- Education: University of California, Riverside, Western Seminary
- Occupations: author, speaker, missionary
- Spouse: Krista
- Children: three daughters
- Writing career
- Genres: Comedy theology, fantasy
- Notable works: Night of the Living Dead Christian, My Imaginary Jesus, The Sword of Six Worlds, "The First Time We Saw Him"
- Website: mikalatos.com

= Matt Mikalatos =

Christian author, speaker, and missionary

Matt Mikalatos is a Christian author, speaker, and missionary. He is based out of the Portland area and is the author of the comedy theology novels Night of the Living Dead Christian and My Imaginary Jesus, as well as the fantasy novel The Sword of Six Worlds.

== Biography ==

=== Schooling and Work ===
Matt Mikalatos graduated from University of California, Riverside and Western Seminary. During college breaks, Mikalatos worked at the Concord, California Flying Colors Comics store. For a time he worked as a high school teacher. As of 2010, Mikalatos had spent eleven years as a staff member with Cru. He has traveled abroad as a missionary to Croatia, Spain, and multiple parts of Asia. Mikalatos also works as a speaker for various events. He has published articles in periodicals such as Discipleship Journal, The Wittenburg Door, Relief, and Coach's Midnight Diner, along with writing books. In an interview in August 2012, Mikalatos stated that he was working on "a non-fiction book about how and why we talk about Jesus" and "a re-telling of the stories of Jesus in modern day called Jesus In the Real World".

=== Family ===
Mikalatos currently lives in Vancouver, Washington, near Portland, Oregon. He lives with his wife, Krista, and their three daughters.

== Books ==
- Imaginary Jesus (March 2010) ISBN 978-1414335636
- Night of the Living Dead Christian (September 2011) ISBN 978-1414338804
- My Imaginary Jesus (March 2012 republishing of Imaginary Jesus)
- The Sword of Six Worlds (December 2012)
- The First Time We Saw Him (June 2014)

=== Imaginary Jesus ===
Matt Mikalatos, the main character in this book, discovers that the Jesus he's been with is a fake, and goes searching for the real one, all the while encountering many other "imaginary Jesuses" along the way. It is semi-autobiographical in nature, and is often publicized as a "not-quite-true story." Various details, such as The Red and Black café, some conversations in the novel, and aspects of the character "Motorcycle Guy" are all true, as well as more personal details such as a miscarriage. A stage play version of Imaginary Jesus debuted in St. Louis in November 2012.

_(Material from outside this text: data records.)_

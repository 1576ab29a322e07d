//! Boolean operations on island sets, backed by `i_overlay`.

use i_overlay::core::fill_rule::FillRule;
use i_overlay::core::overlay_rule::OverlayRule;
use i_overlay::float::single::SingleFloatOverlay;
use thiserror::Error;

use crate::contour::Contour;
use crate::geometry::{BBox, Coord, Point};
use crate::polyarea::{biggest_first, Polyarea};

/// Largest extent, on either axis, of the two operands taken together that
/// the engine reproduces exactly. Its float adapter scales the combined box
/// onto a 32-bit grid; up to this span every board unit keeps at least two
/// grid steps.
pub const MAX_SPAN: Coord = 1 << 28;

#[derive(Error, Debug, Clone, PartialEq)]
pub enum BoolError {
    #[error("operands reaching ({x}, {y}) span more than the exact range of the boolean engine")]
    CoordinateRange { x: Coord, y: Coord },

    #[error("boolean engine produced a non-finite coordinate")]
    NonFinite,

    #[error("invalid clip box {0:?}")]
    InvalidClip(BBox),

    #[error("dicing did not converge after {0} cuts")]
    DiceDepth(usize),

    #[error("union of non-empty shapes came out empty")]
    EmptyUnion,
}

/// Operation selector for [`boolean`].
#[derive(Debug, Clone, Copy, PartialEq, Eq)]
pub enum BoolOp {
    Unite,
    Isect,
    Sub,
    Xor,
}

impl BoolOp {
    fn rule(self) -> OverlayRule {
        match self {
            BoolOp::Unite => OverlayRule::Union,
            BoolOp::Isect => OverlayRule::Intersect,
            BoolOp::Sub => OverlayRule::Difference,
            BoolOp::Xor => OverlayRule::Xor,
        }
    }
}

type Path = Vec<[f64; 2]>;

fn to_paths(islands: &[Polyarea]) -> Vec<Path> {
    let mut paths = Vec::new();
    for island in islands {
        for contour in island.contours() {
            if contour.count() < 3 || contour.area() == 0.0 {
                continue;
            }
            paths.push(contour.iter().map(|p| [p.x as f64, p.y as f64]).collect());
        }
    }
    paths
}

/// Reject operand pairs whose combined box is wider or taller than
/// [`MAX_SPAN`]. Reports the corner farthest from the origin.
fn check_span(a: &[Polyarea], b: &[Polyarea]) -> Result<(), BoolError> {
    let Some(bbox) = a
        .iter()
        .chain(b)
        .map(Polyarea::bbox)
        .filter(BBox::is_valid)
        .reduce(|acc, bb| acc.union(&bb))
    else {
        return Ok(());
    };
    if bbox.width() > MAX_SPAN || bbox.height() > MAX_SPAN {
        let x = if bbox.x1.abs() > bbox.x2.abs() { bbox.x1 } else { bbox.x2 };
        let y = if bbox.y1.abs() > bbox.y2.abs() { bbox.y1 } else { bbox.y2 };
        return Err(BoolError::CoordinateRange { x, y });
    }
    Ok(())
}

fn to_contour(path: &[[f64; 2]]) -> Result<Option<Contour>, BoolError> {
    let mut points = Vec::with_capacity(path.len());
    for &[x, y] in path {
        if !x.is_finite() || !y.is_finite() {
            return Err(BoolError::NonFinite);
        }
        points.push(Point::from_f64(x, y));
    }
    Ok(Contour::from_points(&points))
}

fn from_shapes(shapes: Vec<Vec<Path>>) -> Result<Vec<Polyarea>, BoolError> {
    let mut islands = Vec::with_capacity(shapes.len());
    for shape in shapes {
        let mut paths = shape.iter();
        let Some(outer) = paths.next() else {
            continue;
        };
        let Some(outer) = to_contour(outer)? else {
            continue;
        };
        let mut island = Polyarea::new(outer);
        if island.outer().count() < 3 || island.area() == 0.0 {
            continue;
        }
        for hole in paths {
            if let Some(mut hole) = to_contour(hole)? {
                hole.pre(true);
                if hole.count() >= 3 && hole.area() != 0.0 {
                    island.add_hole(hole);
                }
            }
        }
        islands.push(island);
    }
    biggest_first(&mut islands);
    Ok(islands)
}

/// Combine two island sets. Both inputs are consumed; the result is rounded
/// back to board units with the largest island first.
///
/// Contours with fewer than three vertices or zero area do not take part.
/// Fails with [`BoolError::CoordinateRange`] when the operands together span
/// more than [`MAX_SPAN`].
pub fn boolean(
    a: Vec<Polyarea>,
    b: Vec<Polyarea>,
    op: BoolOp,
) -> Result<Vec<Polyarea>, BoolError> {
    check_span(&a, &b)?;
    let subject = to_paths(&a);
    let clip = to_paths(&b);
    drop((a, b));
    let shapes = subject.overlay(&clip, op.rule(), FillRule::NonZero);
    let islands = from_shapes(shapes)?;
    log::trace!("boolean {:?}: {} island(s)", op, islands.len());
    Ok(islands)
}

/// `(a ∩ b, a − b)` in one call.
pub fn and_subtract(
    a: Vec<Polyarea>,
    b: Vec<Polyarea>,
) -> Result<(Vec<Polyarea>, Vec<Polyarea>), BoolError> {
    let isect = boolean(a.clone(), b.clone(), BoolOp::Isect)?;
    let rest = boolean(a, b, BoolOp::Sub)?;
    Ok((isect, rest))
}

/// Union of two shapes that must not vanish.
pub(crate) fn unite_pair(a: Polyarea, b: Polyarea) -> Result<Polyarea, BoolError> {
    boolean(vec![a], vec![b], BoolOp::Unite)?
        .into_iter()
        .next()
        .ok_or(BoolError::EmptyUnion)
}
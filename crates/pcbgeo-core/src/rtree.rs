//! Dynamic R-tree over integer boxes.
//!
//! Nodes live in an arena owned by the tree. Leaves store a copy of the box
//! given at insertion time and a caller-owned handle (`T`), typically an index
//! into an object arena; the tree never owns or drops what a handle refers to.

use std::fmt::Write as _;

use thiserror::Error;

use crate::geometry::BBox;

/// Maximum number of children per node.
pub const MAX_CHILDREN: usize = 6;
/// Nodes other than the root never hold fewer children than this.
pub const MIN_CHILDREN: usize = 2;

const KMEANS_ROUNDS: usize = 8;

/// Verdict of a leaf predicate during [`RTree::search`].
#[derive(Debug, Clone, Copy, PartialEq, Eq)]
pub enum Dir {
    /// Not accepted; keep searching.
    NotFound,
    /// Accepted (counted); keep searching.
    FoundContinue,
    /// Stop the whole search immediately.
    Cancel,
}

/// Result of a search: accepted leaves and whether a predicate cancelled it.
#[derive(Debug, Clone, Copy, PartialEq, Eq, Default)]
pub struct SearchOutcome {
    pub found: usize,
    pub cancelled: bool,
}

/// Structural problems reported by [`RTree::check`].
#[derive(Error, Debug, Clone, PartialEq, Eq)]
pub enum TreeError {
    #[error("node {node}: stored box {stored:?} differs from the union of its children {expected:?}")]
    StaleBounds {
        node: usize,
        stored: BBox,
        expected: BBox,
    },
    #[error("node {node} holds {count} children (maximum {MAX_CHILDREN})")]
    Overfull { node: usize, count: usize },
    #[error("non-root node {node} holds {count} children (minimum {MIN_CHILDREN})")]
    Underfull { node: usize, count: usize },
    #[error("node {node} has a wrong parent link")]
    BrokenParent { node: usize },
    #[error("leaves found at depths {first} and {other}")]
    Unbalanced { first: usize, other: usize },
    #[error("entry with invalid box {0:?}")]
    InvalidEntry(BBox),
    #[error("counted {counted} entries but the tree records {recorded}")]
    SizeMismatch { counted: usize, recorded: usize },
}

#[derive(Debug, Clone, Copy, PartialEq, Eq)]
struct NodeId(usize);

#[derive(Debug, Clone)]
struct Entry<T> {
    bbox: BBox,
    item: T,
}

#[derive(Debug, Clone)]
enum NodeKind<T> {
    Leaf(Vec<Entry<T>>),
    Branch(Vec<NodeId>),
}

#[derive(Debug, Clone)]
struct Node<T> {
    bbox: BBox,
    parent: Option<NodeId>,
    kind: NodeKind<T>,
}

impl<T> Node<T> {
    fn empty_leaf(parent: Option<NodeId>) -> Self {
        Self {
            bbox: BBox::EMPTY,
            parent,
            kind: NodeKind::Leaf(Vec::new()),
        }
    }

    fn child_count(&self) -> usize {
        match &self.kind {
            NodeKind::Leaf(entries) => entries.len(),
            NodeKind::Branch(children) => children.len(),
        }
    }
}

/// Spatial index of boxes with non-owning handles.
///
/// Every branch box is the exact union of its children after each `insert`
/// and `delete`. Iteration borrows the tree immutably, so it cannot overlap a
/// mutation.
#[derive(Debug, Clone)]
pub struct RTree<T> {
    nodes: Vec<Node<T>>,
    free: Vec<NodeId>,
    root: NodeId,
    len: usize,
}

impl<T: Copy + PartialEq> Default for RTree<T> {
    fn default() -> Self {
        Self::new()
    }
}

=== Night of the Living Dead Christian ===
Mikalatos again puts himself as the main character of the book, in which he tries to aid his neighbor, Luther, in dealing with his nature as a werewolf. Throughout the novel, Mikalatos discovers other monsters in his church and community.

=== My Imaginary Jesus ===
My Imaginary Jesus is a republishing of Imaginary Jesus by Tyndale Publishers with a new cover. It contains an introduction by author David Kinnaman, a discussion guide, and an interview with Mikalatos that the original publishing, Imaginary Jesus, did not.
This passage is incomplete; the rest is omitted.